En el resto del país, a los vecinos de Gomel los conocen como 'los de la zona'. Hay cierto estigma, que ha disminuido con los años, pero cualquier producto o alimento que provenga de la región está condenado al fracaso. Nadie osa comer champiñones (su producto típico) o fruta de Gomel. "Estamos marcados", dice Sergey. "Aunque estemos sanos".
Miles de años
Las preocupaciones de los expertos en radiactividad se centran hoy en lo que está por llegar. "No lo sabemos", admite Alexandr Nesterenko, director de BELRAD. "Por ejemplo, el cesio tiene un periodo de desintegración de más de 30 años. Y estamos descubriendo ahora que podría tener una segunda fase de cien años. No sabemos qué puede pasar cuando se complete. Mientras tanto está siendo absorbido por animales y plantas y se propaga. Antes del primer test nuclear no había cesio en la naturaleza. Es imposible saber cuáles serán los efectos de haberlo introducido".
Nesterenko se muestra pesimista. "Hay estudios que aseguran que algunos elementos de la radiación necesitarán 24.000 años para desintegrarse por completo. Por mi parte, estoy convencido de que la humanidad desaparecerá de la Tierra antes que la radiación".

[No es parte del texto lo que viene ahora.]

impl RingReader {
    pub fn ring(&self) -> &Arc<RingBuffer> {
        &self.ring
    }

    /// Returns whether the ring is empty and a view of the oldest slot. With
    /// copy-on-read the view is a validated private copy.
    pub fn read_begin(&mut self) -> (bool, &[u8]) {
        self.pending = None;
        let ring = self.ring.clone();
        for _ in 0..MAX_READ_RETRIES {
            let r = ring.read_cursor().load(Ordering::Acquire);
            let w = ring.write_cursor().load(Ordering::Acquire);
            if r >= w {
                return (true, &[]);
            }
            let expected = RingBuffer::committed_stamp(r);
            let before = ring.slot_seq(r).load(Ordering::Acquire);
            if before != expected {
                // The writer has already lapped this cursor; reload.
                std::hint::spin_loop();
                continue;
            }

            if ring.copy_on_read {
                self.scratch.resize(ring.element_size, 0);
                // SAFETY: the slot lies inside the mapping; a concurrent
                // overwrite is detected by the stamp check below.
                unsafe {
                    std::ptr::copy_nonoverlapping(
                        ring.slot_data(r),
                        self.scratch.as_mut_ptr(),
                        ring.element_size,
                    );
                }
                fence(Ordering::Acquire);
                let after = ring.slot_seq(r).load(Ordering::Relaxed);
                if after != before {
                    ring.counter(OFF_TORN).fetch_add(1, Ordering::AcqRel);
                    continue;
                }
                self.pending = Some(r);
                return (false, &self.scratch);
            }

            self.pending = Some(r);
            // SAFETY: borrowed view of a committed slot; validated at commit.
            let view = unsafe { std::slice::from_raw_parts(ring.slot_data(r), ring.element_size) };
            return (false, view);
        }
        (true, &[])
    }

    /// Releases the slot returned by the last `read_begin`.
    pub fn read_commit(&mut self) -> Result<(), RingError> {
        let r = self.pending.take().ok_or(RingError::NoTransaction)?;
        let ring = &self.ring;
        if !ring.copy_on_read {
            fence(Ordering::Acquire);
            if ring.slot_seq(r).load(Ordering::Relaxed) != RingBuffer::committed_stamp(r) {
                ring.counter(OFF_TORN).fetch_add(1, Ordering::AcqRel);
                return Err(RingError::Lapped);
            }
        }
        match ring
            .read_cursor()
            .compare_exchange(r, r + 1, Ordering::AcqRel, Ordering::Acquire)
        {
            Ok(_) => {
                ring.counter(OFF_DEQUEUED).fetch_add(1, Ordering::AcqRel);
                if r + 1 >= ring.write_cursor().load(Ordering::Acquire) {
                    ring.available().store(0, Ordering::Release);
                    // A commit may have landed between the check and the clear.
                    if ring.write_cursor().load(Ordering::Acquire) > r + 1 {
                        ring.available().store(1, Ordering::Release);
                    }
                }
                Ok(())
            }
            Err(_) => Err(RingError::Lapped),
        }
    }

    pub fn size(&self) -> usize {
        self.ring.size()
    }

    pub fn full(&self) -> bool {
        self.ring.full()
    }

    pub fn empty(&self) -> bool {
        self.ring.empty()
    }

    pub fn data_available(&self) -> bool {
        self.ring.data_available()
    }
}

#[cfg(test)]
mod tests {
    use super::*;

    fn write(writer: &mut RingWriter, value: u32) -> Result<(), RingError> {
        let (_, slot) = writer.write_begin();
        slot[..4].copy_from_slice(&value.to_le_bytes());
        writer.write_commit()
    }

    fn read(reader: &mut RingReader) -> Option<u32> {
        let (empty, view) = reader.read_begin();
        if empty {
            return None;
        }
        let value = u32::from_le_bytes(view[..4].try_into().unwrap());
        reader.read_commit().ok().map(|_| value)
    }

    #[test]
    fn fifo_order_within_one_ring() {
        let (mut w, mut r) = RingBuffer::anonymous("fifo", 8, 4, false).unwrap().split();
        for v in 0..5 {
            write(&mut w, v).unwrap();
        }
        assert_eq!(r.size(), 5);
        let got: Vec<u32> = std::iter::from_fn(|| read(&mut r)).collect();
        assert_eq!(got, vec![0, 1, 2, 3, 4]);
        assert!(r.empty());
        assert!(!r.data_available());
    }

    #[test]
    fn full_and_empty_follow_the_one_free_slot_rule() {
        let (mut w, mut r) = RingBuffer::anonymous("full", 4, 4, true).unwrap().split();
        assert!(w.empty());
        for v in 0..3 {
            let (full, _) = w.write_begin();
            assert!(!full);
            w.write_commit().unwrap();
            let _ = v;
        }
        assert!(w.full());
        assert_eq!(w.size(), 3);
        assert!(read(&mut r).is_some());
        assert!(!w.full());
    }

    #[test]
    fn overflow_latches_only_when_writing_into_a_full_ring() {
        let (mut w, mut r) = RingBuffer::anonymous("lossy", 4, 4, true).unwrap().split();
        for v in 0..3 {
            write(&mut w, v).unwrap();
        }
        assert!(!w.ring().overflowed());

        let (full, _) = w.write_begin();
        assert!(full);
        assert_eq!(w.write_commit(), Err(RingError::Overflow("lossy".into())));
        assert!(w.ring().overflowed());

        // Oldest value was dropped, newest kept; size never exceeds capacity.
        assert!(w.size() <= w.ring().capacity());
        let got: Vec<u32> = std::iter::from_fn(|| read(&mut r)).collect();
        assert_eq!(got.len(), 3);
        assert_eq!(got[0], 1);

        let counters = w.ring().counters();
        assert_eq!(counters.written, 4);
        assert_eq!(counters.dropped, 1);
        assert_eq!(counters.dequeued, 3);
        assert!(counters.overflow);
    }

    #[test]
    fn every_write_is_consumed_or_dropped_exactly_once() {
        let (mut w, mut r) = RingBuffer::anonymous("accounting", 6, 4, false).unwrap().split();
        let mut seen = Vec::new();
        for v in 0..200u32 {
            let _ = write(&mut w, v);
            if v % 3 == 0 {
                if let Some(x) = read(&mut r) {
                    seen.push(x);
                }
            }
        }
        while let Some(x) = read(&mut r) {
            seen.push(x);
        }
        let counters = w.ring().counters();
        assert_eq!(counters.dequeued + counters.dropped, 200);
        assert_eq!(seen.len() as u64, counters.dequeued);
        let mut sorted = seen.clone();
        sorted.dedup();
        assert_eq!(sorted, seen, "no duplicates, strictly increasing");
    }

    #[test]
    fn commit_without_begin_is_rejected() {
        let (mut w, mut r) = RingBuffer::anonymous("txn", 2, 1, false).unwrap().split();
        assert_eq!(w.write_commit(), Err(RingError::NoTransaction));
        assert_eq!(r.read_commit(), Err(RingError::NoTransaction));
    }

    #[test]
    fn competing_readers_never_share_a_slot() {
        let (mut w, r) = RingBuffer::anonymous("spmc", 64, 4, true).unwrap().split();
        let mut a = r.clone();
        let mut b = r;
        for v in 0..40 {
            write(&mut w, v).unwrap();
        }
        let (_, _) = a.read_begin();
        let (_, _) = b.read_begin();
        let first = a.read_commit();
        let second = b.read_commit();
        assert!(first.is_ok());
        assert_eq!(second, Err(RingError::Lapped));
    }

    #[test]
    fn file_backed_ring_can_be_attached() {
        let dir = tempfile::tempdir().unwrap();
        let path = dir.path().join("frames.ring");
        let (mut w, _) = RingBuffer::create("shared", &path, 4, 8, true).unwrap().split();
        write(&mut w, 42).unwrap();

        let (_, mut other) = RingBuffer::open("shared", &path, true).unwrap().split();
        assert_eq!(read(&mut other), Some(42));
    }

    #[test]
    fn rejects_degenerate_geometry() {
        assert!(RingBuffer::anonymous("tiny", 1, 4, false).is_err());
        assert!(RingBuffer::anonymous("empty", 4, 0, false).is_err());
    }
}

Mientras Nesterenko plantea el peor de los escenarios, Bielorrusia construye una nueva central nuclear. Se inaugurará en el año 2018 y está situada en el norte del país. Acercarse a las obras está prohibido y el desarrollo de la planta es un secreto. El propio presidente bielorruso lo dejó claro hace años en una comparecencia pública: "Todos aquellos que se opongan a la construcción de la nueva central nuclear serán declarados enemigos del Estado". Bielorrusia trata de sacar el clavo de Chernóbil con otro nuevo. Y está prohibido protestar.